UPDATE: Two things, as we’ve received clarification from a PR rep. First, the total Zenimax in the suit was actually $6 billion, with $4 billion towards punitive and $2 billion to actual damages.

Second, Oculus released this statement.

“The heart of this case was about whether Oculus stole ZeniMax’s trade secrets, and the jury found decisively in our favor. We’re obviously disappointed by a few other aspects of today’s verdict, but we are undeterred. Oculus products are built with Oculus technology. Our commitment to the long-term success of VR remains the same, and the entire team will continue the work they’ve done since day one – developing VR technology that will transform the way people interact and communicate. We look forward to filing our appeal and eventually putting this litigation behind us.”

Original Story: Over the last few weeks, a lawsuit has been unfolding between Oculus, the Facebook-owned company behind the Oculus Rift, and ZeniMax, the parent company of Bethesda. Yes, that Bethesda. That’s now finished, and the jury has ordered that Oculus pay ZeniMax $500 million.

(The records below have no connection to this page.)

//! Background playback jobs with a single "current playback" slot.
//!
//! ## Design
//!
//! - Jobs are identified by UUIDs
//! - At most one playback runs at a time; the configured [`OverlapPolicy`]
//!   decides whether a new request is rejected or preempts the running one
//! - Each job runs on its own tokio task and is stopped through a
//!   [`CancelHandle`]
//! - Failures inside a playback are logged and stored on the job; they never
//!   reach the caller that started it
//! - Finished jobs are kept for inspection, up to [`MAX_JOB_HISTORY`]

use std::collections::HashMap;
use std::sync::{Arc, Mutex, MutexGuard, PoisonError, RwLock};

use chrono::{DateTime, Utc};
use serde::Serialize;
use tokio::sync::watch;
use tokio::task::JoinHandle;
use tracing::{error, info, warn};
use uuid::Uuid;

use crate::config::{OverlapPolicy, PlaybackConfig};
use crate::morse::MorseString;

use super::{
    prepare, CancelHandle, CancelToken, PlaybackDriver, PlaybackError, PlaybackOutcome,
    PlaybackTiming, VibrationDevice,
};

/// Maximum number of jobs remembered.
pub const MAX_JOB_HISTORY: usize = 50;

/// Playback job status.
#[derive(Debug, Clone, Copy, PartialEq, Eq, Serialize)]
#[serde(rename_all = "snake_case")]
pub enum JobStatus {
    /// Job is created, task not yet running.
    Pending,
    /// Job is currently vibrating.
    Running,
    /// Every pulse was played.
    Completed,
    /// The device failed mid-playback.
    Failed,
    /// Job was cancelled or preempted.
    Cancelled,
}

impl JobStatus {
    /// True once the job can no longer change.
    #[must_use]
    pub fn is_finished(self) -> bool {
        matches!(self, Self::Completed | Self::Failed | Self::Cancelled)
    }
}

impl std::fmt::Display for JobStatus {
    fn fmt(&self, f: &mut std::fmt::Formatter<'_>) -> std::fmt::Result {
        match self {
            Self::Pending => write!(f, "pending"),
            Self::Running => write!(f, "running"),
            Self::Completed => write!(f, "completed"),
            Self::Failed => write!(f, "failed"),
            Self::Cancelled => write!(f, "cancelled"),
        }
    }
}

/// Playback job information.
#[derive(Debug, Clone, Serialize)]
pub struct PlaybackJob {
    /// Unique job identifier.
    pub id: String,
    /// Current job status.
    pub status: JobStatus,
    /// Text as entered.
    pub text: String,
    /// Encoded message.
    pub morse: MorseString,
    /// Speed slider value used.
    pub speed: f32,
    /// Pulses the message consists of.
    pub total_pulses: usize,
    /// Pulses actually played (set when the job finishes).
    pub pulses_played: usize,
    /// Time when the job was created.
    pub created_at: DateTime<Utc>,
    /// Time when playback started.
    #[serde(skip_serializing_if = "Option::is_none")]
    pub started_at: Option<DateTime<Utc>>,
    /// Time when the job finished.
    #[serde(skip_serializing_if = "Option::is_none")]
    pub completed_at: Option<DateTime<Utc>>,
    /// Error message if the job failed.
    #[serde(skip_serializing_if = "Option::is_none")]
    pub error: Option<String>,
}

impl PlaybackJob {
    fn new(text: &str, morse: MorseString, speed: f32) -> Self {
        Self {
            id: Uuid::new_v4().to_string(),
            status: JobStatus::Pending,
            text: text.to_string(),
            total_pulses: morse.pulse_count(),
            morse,
            speed,
            pulses_played: 0,
            created_at: Utc::now(),
            started_at: None,
            completed_at: None,
            error: None,
        }
    }
}

/// Result of a cancel request.
#[derive(Debug, Clone, Serialize)]
pub struct CancelOutcome {
    /// Whether a job was cancelled.
    pub success: bool,
    /// Message describing result.
    pub message: String,
}

/// The job currently holding the slot.
struct ActivePlayback {
    job_id: String,
    cancel: CancelHandle,
}

/// Coordinates playbacks on one vibration device.
pub struct PlaybackManager {
    device: Arc<dyn VibrationDevice>,
    settings: PlaybackConfig,
    /// All jobs indexed by ID.
    jobs: RwLock<HashMap<String, PlaybackJob>>,
    /// The single playback slot. Lock before `jobs` when taking both.
    active: Mutex<Option<ActivePlayback>>,
    /// Task of the most recently started job. The next job's task waits for
    /// it, so a preempted playback has stopped the device before new pulses.
    last_task: Mutex<Option<JoinHandle<()>>>,
    /// Bumped on every status change, for `wait`.
    changes: watch::Sender<u64>,
}

impl PlaybackManager {
    /// Creates a manager owning `device`.
    pub fn new(device: Arc<dyn VibrationDevice>, settings: PlaybackConfig) -> Arc<Self> {
        let (changes, _) = watch::channel(0);
        Arc::new(Self {
            device,
            settings,
            jobs: RwLock::new(HashMap::new()),
            active: Mutex::new(None),
            last_task: Mutex::new(None),
            changes,
        })
    }

    /// Name of the device being driven.
    #[must_use]
    pub fn device_name(&self) -> &'static str {
        self.device.name()
    }

    /// Starts playing `text` at `speed`.
    ///
    /// Validation happens before anything is queued: empty text, text with no
    /// encodable character and out-of-range speeds are rejected. If another
    /// playback is running the overlap policy applies; a preempting job stays
    /// pending until the preempted one has stopped the device. Must be called
    /// from within a tokio runtime.
    pub fn start(self: &Arc<Self>, text: &str, speed: f32) -> Result<PlaybackJob, PlaybackError> {
        let morse = prepare(text)?;
        let timing = PlaybackTiming::for_speed(&self.settings, speed)?;

        let job = PlaybackJob::new(text, morse.clone(), speed);
        let job_id = job.id.clone();
        let (handle, token) = CancelToken::pair();

        {
            let mut active = self.active();
            if let Some(current) = active.take() {
                match self.settings.overlap {
                    OverlapPolicy::Reject => {
                        let active_id = current.job_id.clone();
                        *active = Some(current);
                        return Err(PlaybackError::Busy { active: active_id });
                    }
                    OverlapPolicy::Preempt => {
                        info!(job_id = %current.job_id, "Preempting running playback");
                        current.cancel.cancel();
                        self.finish_job(&current.job_id, JobStatus::Cancelled, None, None);
                    }
                }
            }

            let mut jobs = self.jobs.write().unwrap_or_else(PoisonError::into_inner);
            jobs.insert(job_id.clone(), job.clone());
            prune_history(&mut jobs);

            *active = Some(ActivePlayback {
                job_id: job_id.clone(),
                cancel: handle,
            });

            info!(%job_id, morse = %morse, speed, "Queued playback");

            let mut last_task = self.last_task.lock().unwrap_or_else(PoisonError::into_inner);
            let previous = last_task.take();
            let manager = Arc::clone(self);
            *last_task = Some(tokio::spawn(async move {
                if let Some(previous) = previous {
                    let _ = previous.await;
                }
                manager.run(job_id, morse, timing, token).await;
            }));
        }
        self.notify();

        Ok(job)
    }

    /// Body of the playback task.
    async fn run(&self, job_id: String, morse: MorseString, timing: PlaybackTiming, token: CancelToken) {
        self.mark_running(&job_id);

        let driver = PlaybackDriver::new(Arc::clone(&self.device), timing);
        let result = driver.play(&morse, token).await;

        let mut active = self.active();
        if active.as_ref().is_some_and(|a| a.job_id == job_id) {
            *active = None;
        }

        match result {
            Ok(report) if report.outcome == PlaybackOutcome::Completed => {
                self.finish_job(&job_id, JobStatus::Completed, Some(report.pulses), None);
            }
            Ok(report) => {
                self.finish_job(&job_id, JobStatus::Cancelled, Some(report.pulses), None);
            }
            Err(err) => {
                error!(%job_id, error = %err, "Error during vibration");
                let pulses = match &err {
                    PlaybackError::Device { pulses_played, .. } => Some(*pulses_played),
                    _ => None,
                };
                self.finish_job(&job_id, JobStatus::Failed, pulses, Some(err.to_string()));
            }
        }
        drop(active);
        self.notify();
    }

    /// Cancels a pending or running job.
    pub fn cancel(&self, job_id: &str) -> CancelOutcome {
        let mut active = self.active();

        let Some(status) = self.get_job(job_id).map(|job| job.status) else {
            return CancelOutcome {
                success: false,
                message: "Playback not found".to_string(),
            };
        };

        if status.is_finished() {
            return CancelOutcome {
                success: false,
                message: format!("Cannot cancel playback with status: {status}"),
            };
        }

        if active.as_ref().is_some_and(|a| a.job_id == job_id) {
            if let Some(current) = active.take() {
                current.cancel.cancel();
            }
        }
        self.finish_job(job_id, JobStatus::Cancelled, None, None);
        drop(active);
        self.notify();

        info!(%job_id, "Playback cancelled");
        CancelOutcome {
            success: true,
            message: "Playback cancelled".to_string(),
        }
    }

    /// Cancels whatever is running, if anything.
    pub fn cancel_current(&self) -> CancelOutcome {
        let current = self.active().as_ref().map(|a| a.job_id.clone());
        match current {
            Some(job_id) => self.cancel(&job_id),
            None => CancelOutcome {
                success: false,
                message: "No playback is running".to_string(),
            },
        }
    }

    /// The job holding the slot, if any.
    pub fn current(&self) -> Option<PlaybackJob> {
        let job_id = self.active().as_ref().map(|a| a.job_id.clone())?;
        self.get_job(&job_id)
    }

    /// Gets a job by id.
    pub fn get_job(&self, job_id: &str) -> Option<PlaybackJob> {
        self.jobs
            .read()
            .unwrap_or_else(PoisonError::into_inner)
            .get(job_id)
            .cloned()
    }

    /// Lists all remembered jobs, newest first.
    pub fn list_jobs(&self) -> Vec<PlaybackJob> {
        let mut list: Vec<_> = self
            .jobs
            .read()
            .unwrap_or_else(PoisonError::into_inner)
            .values()
            .cloned()
            .collect();
        list.sort_by(|a, b| b.created_at.cmp(&a.created_at));
        list
    }

    /// Waits until a job has finished and returns its final state.
    ///
    /// Returns `None` if the job is unknown.
    pub async fn wait(&self, job_id: &str) -> Option<PlaybackJob> {
        let mut changes = self.changes.subscribe();
        loop {
            let job = self.get_job(job_id)?;
            if job.status.is_finished() {
                return Some(job);
            }
            if changes.changed().await.is_err() {
                return self.get_job(job_id);
            }
        }
    }

    fn active(&self) -> MutexGuard<'_, Option<ActivePlayback>> {
        self.active.lock().unwrap_or_else(PoisonError::into_inner)
    }

    fn notify(&self) {
        self.changes.send_modify(|version| *version = version.wrapping_add(1));
    }

    fn mark_running(&self, job_id: &str) {
        let mut jobs = self.jobs.write().unwrap_or_else(PoisonError::into_inner);
        if let Some(job) = jobs.get_mut(job_id) {
            if job.status == JobStatus::Pending {
                job.status = JobStatus::Running;
                job.started_at = Some(Utc::now());
            }
        }
        drop(jobs);
        self.notify();
    }

    /// Moves a job to a final status. A job that already finished keeps its
    /// first final status.
    fn finish_job(
        &self,
        job_id: &str,
        status: JobStatus,
        pulses_played: Option<usize>,
        error: Option<String>,
    ) {
        let mut jobs = self.jobs.write().unwrap_or_else(PoisonError::into_inner);
        let Some(job) = jobs.get_mut(job_id) else {
            warn!(%job_id, "Finished playback is no longer tracked");
            return;
        };
        if let Some(pulses) = pulses_played {
            job.pulses_played = pulses;
        }
        if job.status.is_finished() {
            return;
        }
        job.status = status;
        job.completed_at = Some(Utc::now());
        job.error = error;
    }
}

/// Drops the oldest finished jobs beyond [`MAX_JOB_HISTORY`].
fn prune_history(jobs: &mut HashMap<String, PlaybackJob>) {
    if jobs.len() <= MAX_JOB_HISTORY {
        return;
    }

    let mut finished: Vec<(DateTime<Utc>, String)> = jobs
        .values()
        .filter(|job| job.status.is_finished())
        .map(|job| (job.created_at, job.id.clone()))
        .collect();
    finished.sort();

    let excess = jobs.len() - MAX_JOB_HISTORY;
    for (_, job_id) in finished.into_iter().take(excess) {
        jobs.remove(&job_id);
    }
}
//! Vibration waveforms.

use std::time::Duration;

use serde::Serialize;

use super::timing::PlaybackTiming;

/// An on/off pattern handed to a vibration device as one unit.
///
/// `timings[i]` is the length of segment `i` and `amplitudes[i]` its
/// strength, 0 meaning off. The first segment is a start delay.
#[derive(Debug, Clone, PartialEq, Eq, Serialize)]
pub struct Waveform {
    /// Segment durations.
    #[serde(serialize_with = "serialize_millis")]
    pub timings: Vec<Duration>,
    /// Segment amplitudes, same length as `timings`.
    pub amplitudes: Vec<u8>,
    /// Index to loop back to after the last segment, `None` to play once.
    pub repeat: Option<usize>,
}

impl Waveform {
    /// Single burst: `[0, dot, 0, 0]`.
    #[must_use]
    pub fn dot(timing: &PlaybackTiming) -> Self {
        Self::two_phase(timing, timing.dot_length, Duration::ZERO, Duration::ZERO)
    }

    /// Two bursts separated by the dash spacing: `[0, dot, spacing, dot]`.
    #[must_use]
    pub fn dash(timing: &PlaybackTiming) -> Self {
        Self::two_phase(timing, timing.dot_length, timing.dash_spacing, timing.dot_length)
    }

    fn two_phase(timing: &PlaybackTiming, on: Duration, gap: Duration, second_on: Duration) -> Self {
        Self {
            timings: vec![Duration::ZERO, on, gap, second_on],
            amplitudes: vec![0, timing.intensity, 0, timing.intensity],
            repeat: None,
        }
    }

    /// Sum of all segments.
    #[must_use]
    pub fn total_duration(&self) -> Duration {
        self.timings.iter().sum()
    }

    /// Sum of the segments with a non-zero amplitude.
    #[must_use]
    pub fn on_duration(&self) -> Duration {
        self.segments()
            .filter(|(_, amplitude)| *amplitude > 0)
            .map(|(duration, _)| duration)
            .sum()
    }

    /// Iterates `(duration, amplitude)` pairs.
    pub fn segments(&self) -> impl Iterator<Item = (Duration, u8)> + '_ {
        self.timings
            .iter()
            .copied()
            .zip(self.amplitudes.iter().copied())
    }
}

fn serialize_millis<S: serde::Serializer>(timings: &[Duration], s: S) -> Result<S::Ok, S::Error> {
    s.collect_seq(timings.iter().map(|d| d.as_millis() as u64))
}

#[cfg(test)]
mod tests {
    use super::*;
    use crate::config::PlaybackConfig;

    fn timing() -> PlaybackTiming {
        PlaybackTiming::from_config(&PlaybackConfig::default())
    }

    #[test]
    fn test_dot_waveform() {
        let dot = Waveform::dot(&timing());
        assert_eq!(
            dot.timings,
            vec![
                Duration::ZERO,
                Duration::from_millis(50),
                Duration::ZERO,
                Duration::ZERO
            ]
        );
        assert_eq!(dot.amplitudes, vec![0, 255, 0, 255]);
        assert_eq!(dot.repeat, None);
        assert_eq!(dot.total_duration(), Duration::from_millis(50));
        assert_eq!(dot.on_duration(), Duration::from_millis(50));
    }

    #[test]
    fn test_dash_waveform() {
        let dash = Waveform::dash(&timing());
        assert_eq!(dash.total_duration(), Duration::from_millis(200));
        assert_eq!(dash.on_duration(), Duration::from_millis(100));
        assert_eq!(dash.amplitudes, vec![0, 255, 0, 255]);
    }

    #[test]
    fn test_waveform_json_uses_millis() {
        let json = serde_json::to_value(Waveform::dash(&timing())).unwrap();
        assert_eq!(json["timings"], serde_json::json!([0, 50, 100, 50]));
        assert_eq!(json["repeat"], serde_json::Value::Null);
    }
}
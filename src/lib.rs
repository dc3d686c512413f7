//! MorseVibe library
//!
//! Encodes text as International Morse code and plays it back as timed
//! vibration pulses on a [`playback::VibrationDevice`].
//!
//! - [`morse`]: symbol table and encoder
//! - [`playback`]: scheduling, the real-time driver and the single-slot
//!   playback manager
//! - [`config`]: TOML configuration
//! - [`cli`]: command handlers for the `morsevibe` binary
//! - `web`: foreground HTTP service (feature `web`)

// Module declarations
pub mod cli;
pub mod config;
pub mod constants;
pub mod morse;
pub mod playback;

#[cfg(feature = "web")]
pub mod web;
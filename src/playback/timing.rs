//! Playback durations and speed scaling.

use std::time::Duration;

use crate::config::PlaybackConfig;

use super::PlaybackError;

/// Lowest accepted speed value (configured timings, unscaled).
pub const MIN_SPEED: f32 = 0.0;
/// Highest accepted speed value (timings scaled to `min_speed_scale`).
pub const MAX_SPEED: f32 = 1.0;

/// Concrete durations for one playback, after speed scaling.
#[derive(Debug, Clone, Copy, PartialEq)]
pub struct PlaybackTiming {
    /// Length of each vibration burst.
    pub dot_length: Duration,
    /// Off time between the two bursts of a dash. Also lengthens the pause
    /// after a dash.
    pub dash_spacing: Duration,
    /// Pause after every dot or dash.
    pub symbol_gap: Duration,
    /// Pause at a letter boundary.
    pub letter_gap: Duration,
    /// Pause at a word boundary.
    pub word_gap: Duration,
    /// Amplitude of the "on" segments.
    pub intensity: u8,
}

impl PlaybackTiming {
    /// Builds timings from configuration with no speed scaling.
    #[must_use]
    pub fn from_config(config: &PlaybackConfig) -> Self {
        Self {
            dot_length: Duration::from_millis(config.dot_length_ms),
            dash_spacing: Duration::from_millis(config.dash_spacing_ms),
            symbol_gap: Duration::from_millis(config.symbol_gap_ms),
            letter_gap: Duration::from_millis(config.letter_gap_ms),
            word_gap: Duration::from_millis(config.word_gap_ms),
            intensity: config.intensity,
        }
    }

    /// Builds timings from configuration scaled for a speed slider value.
    ///
    /// `speed` must lie in `[0.0, 1.0]`. At 0 the configured durations are
    /// used as-is; at 1 every duration is multiplied by
    /// `config.min_speed_scale`. Values in between interpolate linearly.
    /// Intensity is never scaled.
    pub fn for_speed(config: &PlaybackConfig, speed: f32) -> Result<Self, PlaybackError> {
        let factor = speed_factor(speed, config.min_speed_scale)?;
        Ok(Self::from_config(config).scaled(factor))
    }

    /// Multiplies every duration by `factor`.
    #[must_use]
    pub fn scaled(self, factor: f64) -> Self {
        Self {
            dot_length: self.dot_length.mul_f64(factor),
            dash_spacing: self.dash_spacing.mul_f64(factor),
            symbol_gap: self.symbol_gap.mul_f64(factor),
            letter_gap: self.letter_gap.mul_f64(factor),
            word_gap: self.word_gap.mul_f64(factor),
            intensity: self.intensity,
        }
    }

    /// Pause that follows a dash.
    #[must_use]
    pub fn dash_gap(&self) -> Duration {
        self.symbol_gap + self.dash_spacing
    }
}

/// Converts a speed slider value into a duration multiplier.
pub fn speed_factor(speed: f32, min_scale: f64) -> Result<f64, PlaybackError> {
    if !speed.is_finite() || !(MIN_SPEED..=MAX_SPEED).contains(&speed) {
        return Err(PlaybackError::InvalidSpeed(speed));
    }
    Ok(f64::from(speed).mul_add(min_scale - 1.0, 1.0))
}
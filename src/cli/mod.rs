//! CLI command handlers for MorseVibe.
//!
//! Each subcommand lives in its own module with an `Args` struct and an
//! `execute` method returning [`common::CliResult`].

pub mod common;
pub mod config;
pub mod encode;
pub mod play;
#[cfg(feature = "web")]
pub mod serve;

// Re-export types used by main.rs and tests
pub use common::{CliError, CliResult, ExitCode};
pub use config::ConfigArgs;
pub use encode::EncodeArgs;
pub use play::PlayArgs;
#[cfg(feature = "web")]
pub use serve::ServeArgs;
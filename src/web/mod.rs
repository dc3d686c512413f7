//! Foreground service for MorseVibe.
//!
//! This module keeps a long-running process alive that owns the vibration
//! device and accepts playback requests over a small REST API.
//!
//! # Endpoints
//!
//! - `GET /health` - Health check
//! - `POST /api/encode` - Encode text without playing it
//! - `POST /api/playback` - Start playing text (`{ "text": "...", "speed": 0.0 }`)
//! - `GET /api/playback` - Current playback and job history
//! - `GET /api/playback/{id}` - Status of one playback
//! - `DELETE /api/playback/{id}` - Cancel a playback
//! - `GET /api/config` - Playback settings in use

use std::net::SocketAddr;
use std::sync::Arc;

use axum::{
    extract::{Path, State},
    http::StatusCode,
    routing::{get, post},
    Json, Router,
};
use serde::{Deserialize, Serialize};
use tower_http::cors::{Any, CorsLayer};
use tower_http::trace::TraceLayer;
use tracing::info;

use crate::config::{Config, PlaybackConfig};
use crate::constants::{APP_NAME, SERVICE_STATUS};
use crate::morse::{encode, MorseString};
use crate::playback::device::{self, VibrationDevice};
use crate::playback::manager::{CancelOutcome, PlaybackJob, PlaybackManager};
use crate::playback::PlaybackError;

// ============================================================================
// Application State
// ============================================================================

/// Shared application state for the web API.
#[derive(Clone)]
pub struct AppState {
    /// Application configuration
    config: Arc<Config>,
    /// Playback slot and job history
    playback: Arc<PlaybackManager>,
}

impl AppState {
    /// Creates a new application state driving the configured device.
    #[must_use]
    pub fn new(config: Config) -> Self {
        let device = device::from_config(&config.device);
        Self::with_device(config, device)
    }

    /// Creates a new application state with a custom device (for testing).
    #[must_use]
    pub fn with_device(config: Config, device: Arc<dyn VibrationDevice>) -> Self {
        let playback = PlaybackManager::new(device, config.playback.clone());
        Self {
            config: Arc::new(config),
            playback,
        }
    }

    /// Returns the playback manager.
    #[must_use]
    pub fn playback(&self) -> &Arc<PlaybackManager> {
        &self.playback
    }
}

// ============================================================================
// Request/Response Types
// ============================================================================

/// Health check response.
#[derive(Debug, Serialize)]
pub struct HealthResponse {
    /// Current health status (e.g., "healthy").
    pub status: String,
    /// Application version.
    pub version: String,
    /// Device being driven.
    pub device: String,
}

/// Request body for encoding.
#[derive(Debug, Deserialize)]
pub struct EncodeRequest {
    /// Text to encode.
    pub text: String,
}

/// Encoding result.
#[derive(Debug, Serialize)]
pub struct EncodeResponse {
    /// Text as sent.
    pub input: String,
    /// Encoded message.
    pub morse: MorseString,
    /// Number of pulses playback would issue.
    pub pulses: usize,
}

/// Request body for starting a playback.
#[derive(Debug, Deserialize)]
pub struct StartPlaybackRequest {
    /// Text to play.
    pub text: String,
    /// Speed slider value in `[0, 1]`.
    #[serde(default)]
    pub speed: f32,
}

/// Response for one playback job.
#[derive(Debug, Serialize)]
pub struct PlaybackJobResponse {
    /// The job information.
    pub job: PlaybackJob,
}

/// Response for the playback overview.
#[derive(Debug, Serialize)]
pub struct PlaybackListResponse {
    /// Job holding the playback slot.
    pub current: Option<PlaybackJob>,
    /// Remembered jobs, newest first.
    pub jobs: Vec<PlaybackJob>,
}

/// Playback settings response.
#[derive(Debug, Serialize)]
pub struct ConfigResponse {
    /// Timings and overlap policy.
    pub playback: PlaybackConfig,
    /// Device being driven.
    pub device: String,
}

/// API error response.
#[derive(Debug, Serialize)]
pub struct ApiError {
    /// Error message.
    pub error: String,
    /// Optional additional details.
    #[serde(skip_serializing_if = "Option::is_none")]
    pub details: Option<String>,
}

impl ApiError {
    fn new(error: impl Into<String>) -> Self {
        Self {
            error: error.into(),
            details: None,
        }
    }

    fn with_details(error: impl Into<String>, details: impl Into<String>) -> Self {
        Self {
            error: error.into(),
            details: Some(details.into()),
        }
    }
}

type ApiResult<T> = Result<T, (StatusCode, Json<ApiError>)>;

/// Maps a refused playback request to a status code.
fn playback_error(err: &PlaybackError) -> (StatusCode, Json<ApiError>) {
    match err {
        PlaybackError::EmptyInput
        | PlaybackError::NothingToPlay
        | PlaybackError::InvalidSpeed(_) => {
            (StatusCode::BAD_REQUEST, Json(ApiError::new(err.to_string())))
        }
        PlaybackError::Busy { active } => (
            StatusCode::CONFLICT,
            Json(ApiError::with_details(err.to_string(), active.clone())),
        ),
        PlaybackError::Device { error, .. } => (
            StatusCode::INTERNAL_SERVER_ERROR,
            Json(ApiError::with_details("Vibration device error", error.to_string())),
        ),
    }
}

// ============================================================================
// Route Handlers
// ============================================================================

/// GET /health - Health check endpoint.
async fn health_check(State(state): State<AppState>) -> Json<HealthResponse> {
    Json(HealthResponse {
        status: "healthy".to_string(),
        version: env!("CARGO_PKG_VERSION").to_string(),
        device: state.playback.device_name().to_string(),
    })
}

/// POST /api/encode - Encode text.
async fn encode_text(Json(request): Json<EncodeRequest>) -> Json<EncodeResponse> {
    let morse = encode(&request.text);
    Json(EncodeResponse {
        pulses: morse.pulse_count(),
        input: request.text,
        morse,
    })
}

/// POST /api/playback - Start a playback.
async fn start_playback(
    State(state): State<AppState>,
    Json(request): Json<StartPlaybackRequest>,
) -> ApiResult<(StatusCode, Json<PlaybackJobResponse>)> {
    let job = state
        .playback
        .start(&request.text, request.speed)
        .map_err(|e| playback_error(&e))?;

    Ok((StatusCode::ACCEPTED, Json(PlaybackJobResponse { job })))
}

/// GET /api/playback - Current playback and history.
async fn list_playbacks(State(state): State<AppState>) -> Json<PlaybackListResponse> {
    Json(PlaybackListResponse {
        current: state.playback.current(),
        jobs: state.playback.list_jobs(),
    })
}

/// GET /api/playback/{id} - One playback.
async fn get_playback(
    State(state): State<AppState>,
    Path(job_id): Path<String>,
) -> ApiResult<Json<PlaybackJobResponse>> {
    state
        .playback
        .get_job(&job_id)
        .map(|job| Json(PlaybackJobResponse { job }))
        .ok_or_else(|| {
            (
                StatusCode::NOT_FOUND,
                Json(ApiError::new(format!("Playback not found: {job_id}"))),
            )
        })
}

/// DELETE /api/playback/{id} - Cancel a playback.
async fn cancel_playback(
    State(state): State<AppState>,
    Path(job_id): Path<String>,
) -> ApiResult<Json<CancelOutcome>> {
    if state.playback.get_job(&job_id).is_none() {
        return Err((
            StatusCode::NOT_FOUND,
            Json(ApiError::new(format!("Playback not found: {job_id}"))),
        ));
    }
    Ok(Json(state.playback.cancel(&job_id)))
}

/// GET /api/config - Playback settings.
async fn get_config(State(state): State<AppState>) -> Json<ConfigResponse> {
    Json(ConfigResponse {
        playback: state.config.playback.clone(),
        device: state.playback.device_name().to_string(),
    })
}

// ============================================================================
// Router Setup
// ============================================================================

/// Creates the API router with all endpoints.
pub fn create_router(state: AppState) -> Router {
    // The service binds to localhost by default; any local page may drive it.
    let cors = CorsLayer::new()
        .allow_origin(Any)
        .allow_methods(Any)
        .allow_headers(Any);

    Router::new()
        .route("/health", get(health_check))
        .route("/api/encode", post(encode_text))
        .route("/api/playback", get(list_playbacks).post(start_playback))
        .route(
            "/api/playback/{id}",
            get(get_playback).delete(cancel_playback),
        )
        .route("/api/config", get(get_config))
        .layer(cors)
        .layer(TraceLayer::new_for_http())
        .with_state(state)
}

/// Runs the foreground service until Ctrl-C.
///
/// Any playback still running at shutdown is cancelled.
///
/// # Errors
///
/// Returns an error if the server fails to start.
pub async fn run_server(config: Config, addr: SocketAddr) -> anyhow::Result<()> {
    let state = AppState::new(config);
    let playback = Arc::clone(state.playback());
    let app = create_router(state);

    let listener = tokio::net::TcpListener::bind(addr).await?;
    info!("{APP_NAME} on {addr}: {SERVICE_STATUS}");

    axum::serve(listener, app)
        .with_graceful_shutdown(async {
            let _ = tokio::signal::ctrl_c().await;
            info!("Shutting down");
        })
        .await?;

    playback.cancel_current();
    Ok(())
}
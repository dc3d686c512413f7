//! Serve command: run the foreground playback service.

use std::net::SocketAddr;
use std::path::Path;

use clap::Args;

use crate::cli::common::{load_config, CliError, CliResult};

/// Run the playback service until interrupted
#[derive(Args, Debug)]
pub struct ServeArgs {
    /// Host to bind to (defaults to the config file value)
    #[arg(long)]
    host: Option<String>,

    /// Port to listen on (defaults to the config file value)
    #[arg(short, long)]
    port: Option<u16>,
}

impl ServeArgs {
    /// Execute the serve command
    pub async fn execute(&self, config_path: Option<&Path>) -> CliResult<()> {
        let config = load_config(config_path)?;

        let host = self.host.as_deref().unwrap_or(&config.service.host);
        let port = self.port.unwrap_or(config.service.port);
        let addr: SocketAddr = format!("{host}:{port}")
            .parse()
            .map_err(|e| CliError::validation(format!("Invalid address {host}:{port}: {e}")))?;

        crate::web::run_server(config, addr)
            .await
            .map_err(|e| CliError::io(format!("Server error: {e:#}")))
    }
}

The two companies have a long and unique history as it relates to the development of virtual reality. In 2014, ZeniMax wound up suing Oculus, alleging that the company had essentially pulled off a corporate heist and stolen trade secrets in order to design and produce the Oculus Rift.

In closing arguments, as detailed by Polygon, ZeniMax’s counsel argued that Oculus owed the company closer to $4 billion spread over compensation and damage. The jury ruled that Oculus had not misappropriated trade, instead ruling that Oculus CEO Palmer Luckey failed to comply with a signed non-disclosure agreement. The bill for breaking the NDA? Half a billion dollars.

Oculus is lucky to be owned by Facebook

I can’t pretend to know how Oculus would have weathered this storm if it were still an independent company. Thanks to being acquired by Facebook, though, it has a parent company that can likely handle the $500 million loss and the hefty legal fees. Facebook bought Oculus in a deal worth $2 billion. Interestingly, it only paid around $400 million in cash for the purchase, the rest came from Facebook stock.

We’ll see how this shakes out, though I can’t imagine Zuckerberg’s too happy right now.